2. The vacuum cleaner of claim 2, wherein the first sensor comprises an inertial measurement unit, IMU.

3. The vacuum cleaner of claim 1,

wherein the cleaner head further comprises an agitator motor arranged to rotate the agitator, and

wherein the sensed parameters of the cleaner head comprise the agitator motor current.

4. The vacuum cleaner of claim 3, wherein the controller is configured to control the power of the agitator motor in dependence on the determined type of surface.

5. The vacuum cleaner of claim 1, wherein the sensed parameters of the cleaner head comprise the pressure applied to the cleaner head.

6. The vacuum cleaner of claim 1, wherein the controller is configured to process the generated first and second sensor signals using a surface type model defining a mapping between generated sensor signals and surface types to determine the type of surface on which the vacuum cleaner is being operated.

7. The vacuum cleaner of claim 6, wherein the surface type model comprises a plurality of clusters, each cluster corresponding to a respective type of surface.

8. The vacuum cleaner of claim 6, wherein the surface types defined in the surface type model comprise two or more different types of carpet, and hard floor.

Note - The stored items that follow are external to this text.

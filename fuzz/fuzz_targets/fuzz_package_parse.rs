#![no_main]

use jpkg_rs::read_package;
use libfuzzer_sys::fuzz_target;
use std::io::Cursor;

const KEY: [u8; 32] = [0x42; 32];

fuzz_target!(|data: &[u8]| {
    // Scanning arbitrary bytes must never panic
    let mut package = match read_package(Cursor::new(data), Some(&KEY)) {
        Ok(p) => p,
        Err(_) => return,
    };

    let paths: Vec<String> = package.records().iter().map(|r| r.path.clone()).collect();

    // Decoding each payload may fail, but must never panic
    for path in &paths {
        let _ = package.read_file(path);
    }

    let _ = package.read_dir("/");
    let _ = package.stat("");
    let _ = package.contains("../../../etc/passwd");
    let _ = package.package_metadata::<serde_json::Value>();
});
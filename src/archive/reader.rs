use crate::archive::codec::padding_len;
use crate::archive::format::{Header, FLAGS_OFFSET, HEADER_SIZE};
use crate::archive::record::FileRecord;
use crate::error::{JpkgError, Result};
use crate::manifest::Manifest;
use crate::plugins::Plugins;
use crate::tree::{canonicalize, PathTree};
use std::collections::HashMap;
use std::io::{BufReader, Read, Seek, SeekFrom};
use tracing::{debug, trace};

/// Upper bound on records preallocated from an untrusted file count
const MAX_PREALLOCATED_RECORDS: usize = 1024;

/// Everything learned from one forward scan of a package
///
/// The index is immutable once built. It never caches payload bytes: every
/// load seeks the supplied source to the record's payload offset and runs the
/// decrypt and decompress pipeline for that record only.
#[derive(Debug, Clone)]
pub struct PackageIndex {
    header: Header,
    manifest: Manifest,
    plugins: Plugins,
    records: Vec<FileRecord>,
    by_path: HashMap<String, usize>,
    tree: PathTree,
}

impl PackageIndex {
    /// Scan a package from offset 0: header, manifest, then every record.
    ///
    /// Payloads are skipped using their declared sizes. The source is left
    /// positioned after the last record.
    pub fn scan<R: Read + Seek>(source: &mut R, key: Option<&[u8]>) -> Result<Self> {
        let source_len = source.seek(SeekFrom::End(0))?;
        source.seek(SeekFrom::Start(0))?;
        let mut reader = BufReader::new(source);

        let header =
            Header::read_from(&mut reader).map_err(|e| e.truncated(0, "the header"))?;
        let plugins = Plugins::from_flags(header.flags(), key, FLAGS_OFFSET)?;

        let manifest_start = HEADER_SIZE + padding_len(HEADER_SIZE);
        let (manifest, _) = Manifest::read_from(&mut reader, manifest_start)
            .map_err(|e| e.truncated(manifest_start, "the manifest"))?;

        debug!(
            name = %manifest.name,
            files = manifest.file_count,
            compression = plugins.compression.name(),
            encryption = plugins.encryption.name(),
            "scanning package"
        );

        let capacity = usize::try_from(manifest.file_count)
            .unwrap_or(usize::MAX)
            .min(MAX_PREALLOCATED_RECORDS);
        let mut records = Vec::with_capacity(capacity);
        let mut by_path = HashMap::with_capacity(capacity);

        for index in 0..manifest.file_count {
            let index = index as usize;
            let mut record = FileRecord::read_from(&mut reader, source_len, index)?;
            skip_payload(&mut reader, &record)?;

            record.path = canonicalize(&record.path);
            if by_path.insert(record.path.clone(), index).is_some() {
                return Err(JpkgError::DuplicatePath {
                    path: record.path,
                    index,
                });
            }

            trace!(
                index,
                path = %record.path,
                offset = record.payload_offset,
                size = record.compressed_size,
                "indexed record"
            );
            records.push(record);
        }

        let tree = PathTree::build(records.iter().map(|r| r.path.as_str()))?;

        Ok(Self {
            header,
            manifest,
            plugins,
            records,
            by_path,
            tree,
        })
    }

    pub fn header(&self) -> &Header {
        &self.header
    }

    pub fn manifest(&self) -> &Manifest {
        &self.manifest
    }

    pub fn plugins(&self) -> &Plugins {
        &self.plugins
    }

    pub fn tree(&self) -> &PathTree {
        &self.tree
    }

    /// Records in package order
    pub fn records(&self) -> &[FileRecord] {
        &self.records
    }

    /// Record for a path; the path is canonicalized first
    pub fn record(&self, path: &str) -> Option<&FileRecord> {
        self.by_path
            .get(&canonicalize(path))
            .map(|&index| &self.records[index])
    }

    /// True if `path` names a file or a directory
    pub fn contains(&self, path: &str) -> bool {
        self.tree.lookup(path).is_some()
    }

    /// Read, decrypt and decompress one record's payload from `source`
    pub fn load_payload<S: Read + Seek>(&self, source: &mut S, record: &FileRecord) -> Result<Vec<u8>> {
        let offset = record.payload_offset;
        let size = usize::try_from(record.compressed_size).map_err(|_| JpkgError::InvalidFormat {
            offset,
            reason: format!("payload of {} is too large to load", record.path),
        })?;

        source
            .seek(SeekFrom::Start(offset))
            .map_err(JpkgError::at(offset))?;
        let mut sealed = vec![0u8; size];
        source.read_exact(&mut sealed).map_err(JpkgError::at(offset))?;

        let compressed = self.plugins.encryption.open(&sealed, &record.path)?;
        let data = self
            .plugins
            .compression
            .decompress(&compressed, &record.path)?;

        if data.len() as u64 != record.uncompressed_size {
            return Err(JpkgError::DecompressionFailed {
                path: record.path.clone(),
                reason: format!(
                    "expected {} bytes, decoded {}",
                    record.uncompressed_size,
                    data.len()
                ),
            });
        }

        trace!(path = %record.path, offset, size = data.len(), "loaded payload");
        Ok(data)
    }
}

fn skip_payload<R: Read + Seek>(reader: &mut BufReader<R>, record: &FileRecord) -> Result<()> {
    let jump = i64::try_from(record.compressed_size).map_err(|_| JpkgError::InvalidFormat {
        offset: record.payload_offset,
        reason: format!("payload size {} is out of range", record.compressed_size),
    })?;
    reader
        .seek_relative(jump)
        .map_err(JpkgError::at(record.payload_offset))
}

9. The vacuum cleaner of claim 8, wherein the surface types defined in the surface type model comprise at least four different types of carpet.

10. The vacuum cleaner of claim 9, wherein the four different types of carpet comprise:

plush carpet;

multi-level loop carpet;

level loop carpet; and

deep pile carpet.

11. A method of operating a vacuum cleaner comprising:

generating first sensor signals based on sensed motion and orientation of the vacuum cleaner;

generating second sensor signals based on sensed parameters of a cleaner head comprising an agitator;

processing the generated first and second sensor signals to determine a type of surface on which the vacuum cleaner is being operated; and

controlling the power of the vacuum motor in dependence on the determined type of surface.

12. A computer program comprising a set of instructions, which, when executed by a computerised device, cause the computerised device to perform a method of operating a vacuum cleaner, the method comprising:

generating first sensor signals based on sensed motion and orientation of the vacuum cleaner;

generating second sensor signals based on sensed parameters of a cleaner head comprising an agitator;

processing the generated first and second sensor signals to determine a type of surface on which the vacuum cleaner is being operated; and

controlling the power of the vacuum motor in dependence on the determined type of surface.